Stored data
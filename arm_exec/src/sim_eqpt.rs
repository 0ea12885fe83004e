//! # Simulated Equipment
//!
//! Software stand-ins for the welding power source, the process sensor bus and the arm
//! mechanisms. They let the cell run without hardware and record every command they receive, so
//! they are also used to drive the weld controller in tests.
//!
//! Faults can be injected at any time:
//!
//! - [`SimWeld::set_ready`] and [`SimWeld::set_fail_connect`]
//! - [`SimSensors::set_connected`] and [`SimSensors::set_temperature_override`]
//! - [`SimMotion::set_calibrated`] and [`SimMotion::set_fail_at_move`]

// ------------------------------------------------------------------------------------------------
// IMPORTS
// ------------------------------------------------------------------------------------------------

use log::{debug, trace};
use std::sync::{
    atomic::{AtomicBool, AtomicUsize, Ordering},
    Arc, Mutex,
};

use crate::weld_ctrl::Eqpt;
use eqpt_if::{EqptError, MechDems, MotionInterface, SensorData, SensorInterface, WeldEqpt};

// ------------------------------------------------------------------------------------------------
// CONSTANTS
// ------------------------------------------------------------------------------------------------

/// Torch temperature with the arc off.
const AMBIENT_TEMP_DEGC: f64 = 25.0;

/// Torch temperature with the arc on.
const ARC_ON_TEMP_DEGC: f64 = 45.0;

/// Arc length while welding.
const ARC_LENGTH_MM: f64 = 3.0;

// ------------------------------------------------------------------------------------------------
// STRUCTS
// ------------------------------------------------------------------------------------------------

/// Setpoints held by the simulated welding power source.
#[derive(Debug, Clone, Copy, Default, PartialEq)]
pub struct WeldSetpoints {
    pub voltage_v: f64,
    pub current_a: f64,
    pub wire_feed_rate_mms: f64,
    pub gas_flow_rate_lpm: f64,
}

/// Simulated welding power source.
pub struct SimWeld {
    setpoints: Mutex<WeldSetpoints>,

    connected: AtomicBool,
    ready: AtomicBool,
    fail_connect: AtomicBool,
    arc_on: AtomicBool,
    estopped: AtomicBool,

    connect_count: AtomicUsize,
    start_count: AtomicUsize,
    stop_count: AtomicUsize,
    reduce_count: AtomicUsize,
    estop_count: AtomicUsize,
}

/// Simulated sensor bus, reading back the state of a [`SimWeld`].
pub struct SimSensors {
    weld: Arc<SimWeld>,

    connected: AtomicBool,

    /// Temperature reported instead of the simulated one
    temperature_override: Mutex<Option<f64>>,

    /// Offset added to the measured voltage
    voltage_offset_v: Mutex<f64>,
}

/// Simulated arm mechanisms which move instantly to any accepted demand.
pub struct SimMotion {
    joints: Mutex<Vec<f64>>,

    commanded: Mutex<Vec<MechDems>>,

    calibrated: AtomicBool,
    estopped: AtomicBool,

    /// Index of the move (counting from zero) which will be rejected
    fail_at_move: Mutex<Option<usize>>,

    move_count: AtomicUsize,
    stop_count: AtomicUsize,
    estop_count: AtomicUsize,
}

/// A complete simulated cell.
pub struct SimCell {
    pub weld: Arc<SimWeld>,
    pub sensors: Arc<SimSensors>,
    pub motion: Arc<SimMotion>,
}

// ------------------------------------------------------------------------------------------------
// IMPLS
// ------------------------------------------------------------------------------------------------

impl SimCell {
    /// Create a healthy cell with the arm resting at the given joint positions.
    pub fn new(home_joints_rad: &[f64]) -> Self {
        let weld = Arc::new(SimWeld::new());
        Self {
            sensors: Arc::new(SimSensors::new(weld.clone())),
            motion: Arc::new(SimMotion::new(home_joints_rad)),
            weld,
        }
    }

    /// Get the equipment handles to pass to the weld controller.
    pub fn eqpt(&self) -> Eqpt {
        Eqpt {
            weld: self.weld.clone(),
            sensors: self.sensors.clone(),
            motion: self.motion.clone(),
        }
    }
}

impl Default for SimWeld {
    fn default() -> Self {
        Self::new()
    }
}

impl SimWeld {
    pub fn new() -> Self {
        Self {
            setpoints: Mutex::new(WeldSetpoints::default()),
            connected: AtomicBool::new(false),
            ready: AtomicBool::new(true),
            fail_connect: AtomicBool::new(false),
            arc_on: AtomicBool::new(false),
            estopped: AtomicBool::new(false),
            connect_count: AtomicUsize::new(0),
            start_count: AtomicUsize::new(0),
            stop_count: AtomicUsize::new(0),
            reduce_count: AtomicUsize::new(0),
            estop_count: AtomicUsize::new(0),
        }
    }

    pub fn set_ready(&self, ready: bool) {
        self.ready.store(ready, Ordering::SeqCst);
    }

    /// If set the next connection attempt fails.
    pub fn set_fail_connect(&self, fail: bool) {
        self.fail_connect.store(fail, Ordering::SeqCst);
    }

    pub fn setpoints(&self) -> WeldSetpoints {
        match self.setpoints.lock() {
            Ok(s) => *s,
            Err(p) => *p.into_inner(),
        }
    }

    pub fn is_arc_on(&self) -> bool {
        self.arc_on.load(Ordering::SeqCst)
    }

    pub fn connect_count(&self) -> usize {
        self.connect_count.load(Ordering::SeqCst)
    }

    pub fn start_count(&self) -> usize {
        self.start_count.load(Ordering::SeqCst)
    }

    pub fn stop_count(&self) -> usize {
        self.stop_count.load(Ordering::SeqCst)
    }

    pub fn reduce_count(&self) -> usize {
        self.reduce_count.load(Ordering::SeqCst)
    }

    pub fn estop_count(&self) -> usize {
        self.estop_count.load(Ordering::SeqCst)
    }

    fn check_usable(&self) -> Result<(), EqptError> {
        if self.estopped.load(Ordering::SeqCst) {
            Err(EqptError::EmergencyStopped)
        } else if !self.connected.load(Ordering::SeqCst) {
            Err(EqptError::NotConnected)
        } else {
            Ok(())
        }
    }

    fn update<F: FnOnce(&mut WeldSetpoints)>(&self, f: F) -> Result<(), EqptError> {
        self.check_usable()?;
        let mut sp = self
            .setpoints
            .lock()
            .map_err(|_| EqptError::CommandRejected("setpoint lock poisoned".into()))?;
        f(&mut sp);
        trace!("SimWeld setpoints: {:?}", *sp);
        Ok(())
    }
}

impl WeldEqpt for SimWeld {
    fn connect(&self) -> Result<(), EqptError> {
        self.connect_count.fetch_add(1, Ordering::SeqCst);

        if self.fail_connect.load(Ordering::SeqCst) {
            return Err(EqptError::ConnectionFailed("simulated connection failure".into()));
        }

        self.connected.store(true, Ordering::SeqCst);
        debug!("SimWeld connected");
        Ok(())
    }

    fn start(&self) -> Result<(), EqptError> {
        self.check_usable()?;
        if !self.ready.load(Ordering::SeqCst) {
            return Err(EqptError::NotReady);
        }

        self.start_count.fetch_add(1, Ordering::SeqCst);
        self.arc_on.store(true, Ordering::SeqCst);
        Ok(())
    }

    fn stop(&self) -> Result<(), EqptError> {
        self.stop_count.fetch_add(1, Ordering::SeqCst);
        self.arc_on.store(false, Ordering::SeqCst);
        Ok(())
    }

    fn set_voltage(&self, voltage_v: f64) -> Result<(), EqptError> {
        self.update(|sp| sp.voltage_v = voltage_v)
    }

    fn set_current(&self, current_a: f64) -> Result<(), EqptError> {
        self.update(|sp| sp.current_a = current_a)
    }

    fn set_wire_feed_rate(&self, rate_mms: f64) -> Result<(), EqptError> {
        self.update(|sp| sp.wire_feed_rate_mms = rate_mms)
    }

    fn set_gas_flow_rate(&self, rate_lpm: f64) -> Result<(), EqptError> {
        self.update(|sp| sp.gas_flow_rate_lpm = rate_lpm)
    }

    fn reduce_current(&self, factor: f64) -> Result<(), EqptError> {
        if !(factor > 0.0 && factor <= 1.0) {
            return Err(EqptError::CommandRejected(format!(
                "reduction factor {} not in (0, 1]",
                factor
            )));
        }

        self.reduce_count.fetch_add(1, Ordering::SeqCst);
        self.update(|sp| sp.current_a *= factor)
    }

    fn emergency_stop(&self) -> Result<(), EqptError> {
        self.estop_count.fetch_add(1, Ordering::SeqCst);
        self.estopped.store(true, Ordering::SeqCst);
        self.arc_on.store(false, Ordering::SeqCst);
        Ok(())
    }

    fn is_ready(&self) -> bool {
        self.ready.load(Ordering::SeqCst)
            && self.connected.load(Ordering::SeqCst)
            && !self.estopped.load(Ordering::SeqCst)
    }
}

impl SimSensors {
    pub fn new(weld: Arc<SimWeld>) -> Self {
        Self {
            weld,
            connected: AtomicBool::new(true),
            temperature_override: Mutex::new(None),
            voltage_offset_v: Mutex::new(0.0),
        }
    }

    pub fn set_connected(&self, connected: bool) {
        self.connected.store(connected, Ordering::SeqCst);
    }

    pub fn set_temperature_override(&self, temp_degc: Option<f64>) {
        if let Ok(mut t) = self.temperature_override.lock() {
            *t = temp_degc;
        }
    }

    pub fn set_voltage_offset(&self, offset_v: f64) {
        if let Ok(mut v) = self.voltage_offset_v.lock() {
            *v = offset_v;
        }
    }
}

impl SensorInterface for SimSensors {
    fn read_sensors(&self) -> Result<SensorData, EqptError> {
        if !self.is_connected() {
            return Err(EqptError::NotConnected);
        }

        let temp_override = *self
            .temperature_override
            .lock()
            .map_err(|_| EqptError::CommandRejected("sensor lock poisoned".into()))?;
        let voltage_offset_v = *self
            .voltage_offset_v
            .lock()
            .map_err(|_| EqptError::CommandRejected("sensor lock poisoned".into()))?;

        let arc_on = self.weld.is_arc_on();
        let sp = self.weld.setpoints();

        let mut data = if arc_on {
            SensorData {
                voltage_v: sp.voltage_v + voltage_offset_v,
                current_a: sp.current_a,
                arc_length_mm: ARC_LENGTH_MM,
                temperature_degc: ARC_ON_TEMP_DEGC,
            }
        } else {
            SensorData {
                temperature_degc: AMBIENT_TEMP_DEGC,
                ..Default::default()
            }
        };

        if let Some(t) = temp_override {
            data.temperature_degc = t;
        }

        Ok(data)
    }

    fn is_connected(&self) -> bool {
        self.connected.load(Ordering::SeqCst)
    }
}

impl SimMotion {
    pub fn new(joints_rad: &[f64]) -> Self {
        Self {
            joints: Mutex::new(joints_rad.to_vec()),
            commanded: Mutex::new(Vec::new()),
            calibrated: AtomicBool::new(true),
            estopped: AtomicBool::new(false),
            fail_at_move: Mutex::new(None),
            move_count: AtomicUsize::new(0),
            stop_count: AtomicUsize::new(0),
            estop_count: AtomicUsize::new(0),
        }
    }

    pub fn set_calibrated(&self, calibrated: bool) {
        self.calibrated.store(calibrated, Ordering::SeqCst);
    }

    /// Reject the move with the given index, counted over the life of the simulation.
    pub fn set_fail_at_move(&self, index: Option<usize>) {
        if let Ok(mut f) = self.fail_at_move.lock() {
            *f = index;
        }
    }

    /// All accepted demands in the order they were received.
    pub fn commanded(&self) -> Vec<MechDems> {
        match self.commanded.lock() {
            Ok(c) => c.clone(),
            Err(p) => p.into_inner().clone(),
        }
    }

    /// Number of moves requested, including rejected ones.
    pub fn move_count(&self) -> usize {
        self.move_count.load(Ordering::SeqCst)
    }

    pub fn stop_count(&self) -> usize {
        self.stop_count.load(Ordering::SeqCst)
    }

    pub fn estop_count(&self) -> usize {
        self.estop_count.load(Ordering::SeqCst)
    }
}

impl MotionInterface for SimMotion {
    fn move_to_joints(&self, dems: &MechDems) -> Result<(), EqptError> {
        let index = self.move_count.fetch_add(1, Ordering::SeqCst);

        if self.estopped.load(Ordering::SeqCst) {
            return Err(EqptError::EmergencyStopped);
        }

        if !dems.is_consistent() {
            return Err(EqptError::DemsInvalid(
                "position, rate and torque lengths differ".into(),
            ));
        }

        let fail_at = *self
            .fail_at_move
            .lock()
            .map_err(|_| EqptError::CommandRejected("fault lock poisoned".into()))?;
        if fail_at == Some(index) {
            return Err(EqptError::CommandRejected(format!(
                "simulated failure of move {}",
                index
            )));
        }

        let mut joints = self
            .joints
            .lock()
            .map_err(|_| EqptError::CommandRejected("joint lock poisoned".into()))?;
        if dems.num_joints() != joints.len() {
            return Err(EqptError::DemsInvalid(format!(
                "expected {} joints, found {}",
                joints.len(),
                dems.num_joints()
            )));
        }
        joints.copy_from_slice(&dems.pos_rad);

        self.commanded
            .lock()
            .map_err(|_| EqptError::CommandRejected("command lock poisoned".into()))?
            .push(dems.clone());

        Ok(())
    }

    fn stop(&self) -> Result<(), EqptError> {
        self.stop_count.fetch_add(1, Ordering::SeqCst);
        Ok(())
    }

    fn emergency_stop(&self) -> Result<(), EqptError> {
        self.estop_count.fetch_add(1, Ordering::SeqCst);
        self.estopped.store(true, Ordering::SeqCst);
        Ok(())
    }

    fn is_calibrated(&self) -> bool {
        self.calibrated.load(Ordering::SeqCst)
    }

    fn current_joints(&self) -> Vec<f64> {
        match self.joints.lock() {
            Ok(j) => j.clone(),
            Err(p) => p.into_inner().clone(),
        }
    }
}
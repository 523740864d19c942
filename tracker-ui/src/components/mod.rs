//! UI Components
//!
//! Leptos components for the tracker page.

pub mod chart;
pub mod entry_form;
pub mod field_input;
pub mod food_table;
pub mod requirements;
pub mod toast;

pub use chart::IntakeChart;
pub use entry_form::EntryForm;
pub use field_input::FieldInput;
pub use food_table::FoodTable;
pub use requirements::RequirementsPanel;
pub use toast::Toast;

Exercise:
Copy exactly the lines above, starting at the opening line and finishing at the line in which "const ARC_LENGTH_MM: f64 = 3.0;" occurs.

The answer:
filename arm_exec/src/sim_eqpt.rs
repository 0ea12885fe83004e
//! # Simulated Equipment
//!
//! Software stand-ins for the welding power source, the process sensor bus and the arm
//! mechanisms. They let the cell run without hardware and record every command they receive, so
//! they are also used to drive the weld controller in tests.
//!
//! Faults can be injected at any time:
//!
//! - [`SimWeld::set_ready`] and [`SimWeld::set_fail_connect`]
//! - [`SimSensors::set_connected`] and [`SimSensors::set_temperature_override`]
//! - [`SimMotion::set_calibrated`] and [`SimMotion::set_fail_at_move`]

// ------------------------------------------------------------------------------------------------
// IMPORTS
// ------------------------------------------------------------------------------------------------

use log::{debug, trace};
use std::sync::{
    atomic::{AtomicBool, AtomicUsize, Ordering},
    Arc, Mutex,
};

use crate::weld_ctrl::Eqpt;
use eqpt_if::{EqptError, MechDems, MotionInterface, SensorData, SensorInterface, WeldEqpt};

// ------------------------------------------------------------------------------------------------
// CONSTANTS
// ------------------------------------------------------------------------------------------------

/// Torch temperature with the arc off.
const AMBIENT_TEMP_DEGC: f64 = 25.0;

/// Torch temperature with the arc on.
const ARC_ON_TEMP_DEGC: f64 = 45.0;

/// Arc length while welding.
const ARC_LENGTH_MM: f64 = 3.0;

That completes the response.